The other thing that I want to do is select “Fit Worksheet to Single Page”, and I want to do that because this is a spreadsheet that’s a little bit of a different size than your standard 8.5 x 11 piece of paper. What I want Acrobat to do is fit that down into one sheet as opposed to printing that across several pages which is what might happen if I were to print that to a standard printer. And then if I actually choose to print this from Acrobat, I can tell Acrobat to shrink the whole thing o fit on an 8.5 x 11 sheet if I want to. But I certainly don’t want this one spread sheet, or this one worksheet going across several different pages and down several different pages. I just want it on one PDF page. And that’s why I’ve chosen “Fit Worksheet to Single Page”. Again I’m going to click OK, and once again, nothing’s going to happen. Why? Because I have just configured the Adobe PDF maker I haven’t actually used it.
To use it, I’ll roll over to the “Converter to Adobe PDF” button and click. Now this is where I get to choose the worksheets that I want to convert. Do I want to convert the print budget? The media budget? The web budget? All? None? Some of those? Well, in this case, I do wanted to convert just the print budget so I’ll leave it selected as is, but I can add or remove sheets from those that will be converted to PDF.
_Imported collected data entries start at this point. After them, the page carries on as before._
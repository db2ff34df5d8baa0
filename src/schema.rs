//! Layout of the parameter file
//!
//! Every variable the parameter file may contain, with its dimensions,
//! attributes and storage type. The writer and the validator both work from
//! this table.

/// Number of vegetation tiles, one per plant functional type
pub const N_VEG_CLASS: usize = 17;
pub const N_MONTH: usize = 12;
pub const N_LAYER: usize = 3;
pub const N_ROOT_ZONE: usize = 2;
pub const N_VERTEX: usize = 4;

/// Dimensions of the parameter file, in definition order
pub const DIMENSIONS: &[&str] = &["veg_class", "month", "nlayer", "root_zone", "nv4", "nj", "ni"];

/// Length of a parameter file dimension on a grid of `(nj, ni)`
pub fn dimension_len(name: &str, grid_shape: (usize, usize)) -> Option<usize> {
    match name {
        "veg_class" => Some(N_VEG_CLASS),
        "month" => Some(N_MONTH),
        "nlayer" => Some(N_LAYER),
        "root_zone" => Some(N_ROOT_ZONE),
        "nv4" => Some(N_VERTEX),
        "nj" => Some(grid_shape.0),
        "ni" => Some(grid_shape.1),
        _ => None,
    }
}

/// On-disk type of a variable
#[derive(Debug, Clone, Copy, PartialEq, Eq)]
pub enum StorageKind {
    Float,
    Int,
}

/// One variable of the parameter file
#[derive(Debug, Clone, Copy)]
pub struct VarSpec {
    pub name: &'static str,
    pub dims: &'static [&'static str],
    pub units: &'static str,
    pub description: &'static str,
    pub long_name: &'static str,
    pub kind: StorageKind,
    /// Whether a `_FillValue` attribute is written
    pub has_fill: bool,
    /// Whether a complete parameter file must contain it
    pub required: bool,
}

impl VarSpec {
    /// Whether the trailing dimensions are `(nj, ni)`
    pub fn on_grid(&self) -> bool {
        self.dims.ends_with(&["nj", "ni"])
    }
}

/// Expected array shape of `spec` on a grid of `(nj, ni)`
pub fn expected_shape(spec: &VarSpec, grid_shape: (usize, usize)) -> Vec<usize> {
    spec.dims
        .iter()
        .filter_map(|d| dimension_len(d, grid_shape))
        .collect()
}

const GRID: &[&str] = &["nj", "ni"];
const VEG: &[&str] = &["veg_class", "nj", "ni"];
const VEG_MONTH: &[&str] = &["veg_class", "month", "nj", "ni"];
const VEG_ROOT: &[&str] = &["veg_class", "root_zone", "nj", "ni"];
const LAYER: &[&str] = &["nlayer", "nj", "ni"];
const VERTEX: &[&str] = &["nv4", "nj", "ni"];

const fn float(
    name: &'static str,
    dims: &'static [&'static str],
    units: &'static str,
    description: &'static str,
) -> VarSpec {
    VarSpec {
        name,
        dims,
        units,
        description,
        long_name: name,
        kind: StorageKind::Float,
        has_fill: true,
        required: true,
    }
}

const fn int(
    name: &'static str,
    dims: &'static [&'static str],
    units: &'static str,
    description: &'static str,
) -> VarSpec {
    VarSpec {
        name,
        dims,
        units,
        description,
        long_name: name,
        kind: StorageKind::Int,
        has_fill: true,
        required: true,
    }
}

const fn optional(spec: VarSpec) -> VarSpec {
    VarSpec {
        required: false,
        ..spec
    }
}

const fn no_fill(spec: VarSpec) -> VarSpec {
    VarSpec {
        has_fill: false,
        ..spec
    }
}

const fn named(spec: VarSpec, long_name: &'static str) -> VarSpec {
    VarSpec { long_name, ..spec }
}

/// Every variable the parameter file can hold
pub const VARIABLES: &[VarSpec] = &[
    // index variables
    named(no_fill(int("veg_class", &["veg_class"], "N/A", "")), "vegetation class"),
    named(no_fill(int("month", &["month"], "N/A", "")), "month of year"),
    named(no_fill(int("nlayer", &["nlayer"], "N/A", "")), "soil layer"),
    named(no_fill(int("root_zone", &["root_zone"], "N/A", "")), "root zone"),
    // geometry
    named(
        no_fill(float("xc", GRID, "degrees_east", "")),
        "longitude of gridcell center",
    ),
    named(
        no_fill(float("yc", GRID, "degrees_north", "")),
        "latitude of gridcell center",
    ),
    optional(named(
        no_fill(float("xv", VERTEX, "degrees_east", "")),
        "longitude of grid cell vertices",
    )),
    optional(named(
        no_fill(float("yv", VERTEX, "degrees_north", "")),
        "latitude of grid cell vertices",
    )),
    float("lats", GRID, "degrees", "Latitude of grid cell"),
    float("lons", GRID, "degrees", "Longitude of grid cell"),
    int("mask", GRID, "N/A", "0 value indicates cell is not active"),
    int("run_cell", GRID, "N/A", ""),
    int("gridcell", GRID, "N/A", "Grid cell number"),
    // vegetation
    float("Cv", VEG, "fraction", "Fraction of grid cell covered by vegetation tile"),
    int("Nveg", GRID, "N/A", "Number of vegetation tiles in the grid cell"),
    float(
        "trunk_ratio",
        VEG,
        "fraction",
        "Ratio of total tree height that is trunk (no branches)",
    ),
    float("rarc", VEG, "s/m", "Architectural resistance of vegetation type (~2 s/m)"),
    float("rmin", VEG, "s/m", "Minimum stomatal resistance of vegetation type (~100 s/m)"),
    float("wind_h", VEG, "m", "Height at which wind speed is measured"),
    float(
        "RGL",
        VEG,
        "W/m^2",
        "Minimum incoming shortwave radiation at which there will be transpiration",
    ),
    float("rad_atten", VEG, "fraction", "Radiation attenuation factor"),
    float("wind_atten", VEG, "fraction", "Wind speed attenuation through the overstory"),
    optional(float(
        "max_snow_albedo",
        VEG,
        "fraction",
        "Maximum snow albedo from Barlage et al 2005",
    )),
    float("albedo", VEG_MONTH, "fraction", "Shortwave albedo for vegetation type"),
    float("LAI", VEG_MONTH, "N/A", "Leaf Area Index, one per month"),
    int(
        "overstory",
        VEG,
        "N/A",
        "Flag to indicate whether or not the current vegetation type has an overstory",
    ),
    float(
        "displacement",
        VEG_MONTH,
        "m",
        "Vegetation displacement height (typically 0.67 * vegetation height)",
    ),
    float(
        "veg_rough",
        VEG_MONTH,
        "m",
        "Vegetation roughness length (typically 0.123 * vegetation height)",
    ),
    float(
        "root_depth",
        VEG_ROOT,
        "m",
        "Root zone thickness (sum of depths is total depth of root penetration)",
    ),
    float("root_fract", VEG_ROOT, "fraction", "Fraction of root in the current root zone"),
    // climate and terrain
    float("elev", GRID, "m", "Average elevation of grid cell"),
    float(
        "avg_T",
        GRID,
        "C",
        "Average soil temperature, used as the bottom boundary for soil heat flux solutions",
    ),
    float("annual_prec", GRID, "mm", "Average annual precipitation"),
    float("off_gmt", GRID, "hours", "Time zone offset from GMT"),
    // soil surface
    float("rough", GRID, "m", "Surface roughness of bare soil"),
    float("snow_rough", GRID, "m", "Surface roughness of snowpack"),
    float(
        "dp",
        GRID,
        "m",
        "Soil thermal damping depth (depth at which soil temperature remains constant through the year, ~4 m)",
    ),
    int(
        "fs_active",
        GRID,
        "binary",
        "If set to 1, then frozen soil algorithm is activated for the grid cell",
    ),
    // baseflow
    float(
        "infilt",
        GRID,
        "mm/day",
        "Variable infiltration curve parameter (binfilt)",
    ),
    float("Ds", GRID, "fraction", "Fraction of Dsmax where non-linear baseflow begins"),
    float("Dsmax", GRID, "mm/day", "Maximum velocity of baseflow"),
    float(
        "Ws",
        GRID,
        "fraction",
        "Fraction of maximum soil moisture where non-linear baseflow occurs",
    ),
    float("c", GRID, "N/A", "Exponent used in baseflow curve, normally set to 2"),
    // soil layers
    float("depth", LAYER, "m", "Thickness of each soil moisture layer"),
    float("Ksat", LAYER, "mm/day", "Saturated hydraulic conductivity"),
    float(
        "expt",
        LAYER,
        "N/A",
        "Exponent n (=3+2/lambda) in Campbell's eqt for Ksat, where lambda = soil pore size distribution parameter",
    ),
    float("bubble", LAYER, "cm", "Bubbling pressure of soil. Values should be > 0"),
    float("resid_moist", LAYER, "fraction", "Soil moisture layer residual moisture"),
    float("quartz", LAYER, "fraction", "Quartz content of soil"),
    float("bulk_density", LAYER, "kg/m3", "Mineral bulk density of soil layer"),
    optional(named(
        float("bulk_density_comb", LAYER, "kg/m3", "Soil bulk density of soil layer"),
        "bulk_density",
    )),
    optional(named(
        float("organic", LAYER, "fraction", "Soil organic carbon fraction"),
        "organic_fract",
    )),
    float(
        "soil_density",
        LAYER,
        "kg/m3",
        "Soil particle density, normally 2685 kg/m3",
    ),
    optional(named(
        float(
            "soil_density_org",
            LAYER,
            "kg/m3",
            "Organic matter particle density, normally 1300 kg/m3",
        ),
        "soil_dens_org",
    )),
    float(
        "Wpwp_FRACT",
        LAYER,
        "fraction",
        "Fractional soil moisture content at the wilting point (fraction of maximum moisture)",
    ),
    float(
        "Wcr_FRACT",
        LAYER,
        "fraction",
        "Fractional soil moisture content at the critical point (~70% of field capacity) (fraction of maximum moisture)",
    ),
    float("init_moist", LAYER, "mm", "Initial layer moisture content"),
    float("phi_s", LAYER, "mm/mm", "Soil moisture diffusion parameter"),
];

/// Look up a variable by name
pub fn find(name: &str) -> Option<&'static VarSpec> {
    VARIABLES.iter().find(|v| v.name == name)
}

/// Variables every complete parameter file contains
pub fn required() -> impl Iterator<Item = &'static VarSpec> {
    VARIABLES.iter().filter(|v| v.required)
}

#[cfg(test)]
mod tests {
    use super::*;
    use std::collections::HashSet;

    #[test]
    fn names_are_unique() {
        let names: HashSet<_> = VARIABLES.iter().map(|v| v.name).collect();
        assert_eq!(names.len(), VARIABLES.len());
    }

    #[test]
    fn every_dimension_is_declared() {
        for spec in VARIABLES {
            for dim in spec.dims {
                assert!(DIMENSIONS.contains(dim), "{} uses {}", spec.name, dim);
            }
        }
    }

    #[test]
    fn shapes_follow_dimensions() {
        let lai = find("LAI").unwrap();
        assert_eq!(expected_shape(lai, (5, 7)), vec![17, 12, 5, 7]);
        assert!(lai.on_grid());
        assert!(!find("veg_class").unwrap().on_grid());
        assert!(!find("organic").unwrap().required);
        assert_eq!(find("Nveg").unwrap().kind, StorageKind::Int);
    }
}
Last but not the least, click on Convert to PDF and again, Acrobat’s going to make sure that the worksheet has been saved. I’ll click, Yes. Acrobat will ask me where I’d like to put it. I’ll put it on the Desktop. And Acrobat will do its magic. And here we go. Now I’ve got my entire spreadsheet on one page. It’s a PDF page and it’s a page that I can share with anybody who has nothing more than the free Adobe reader.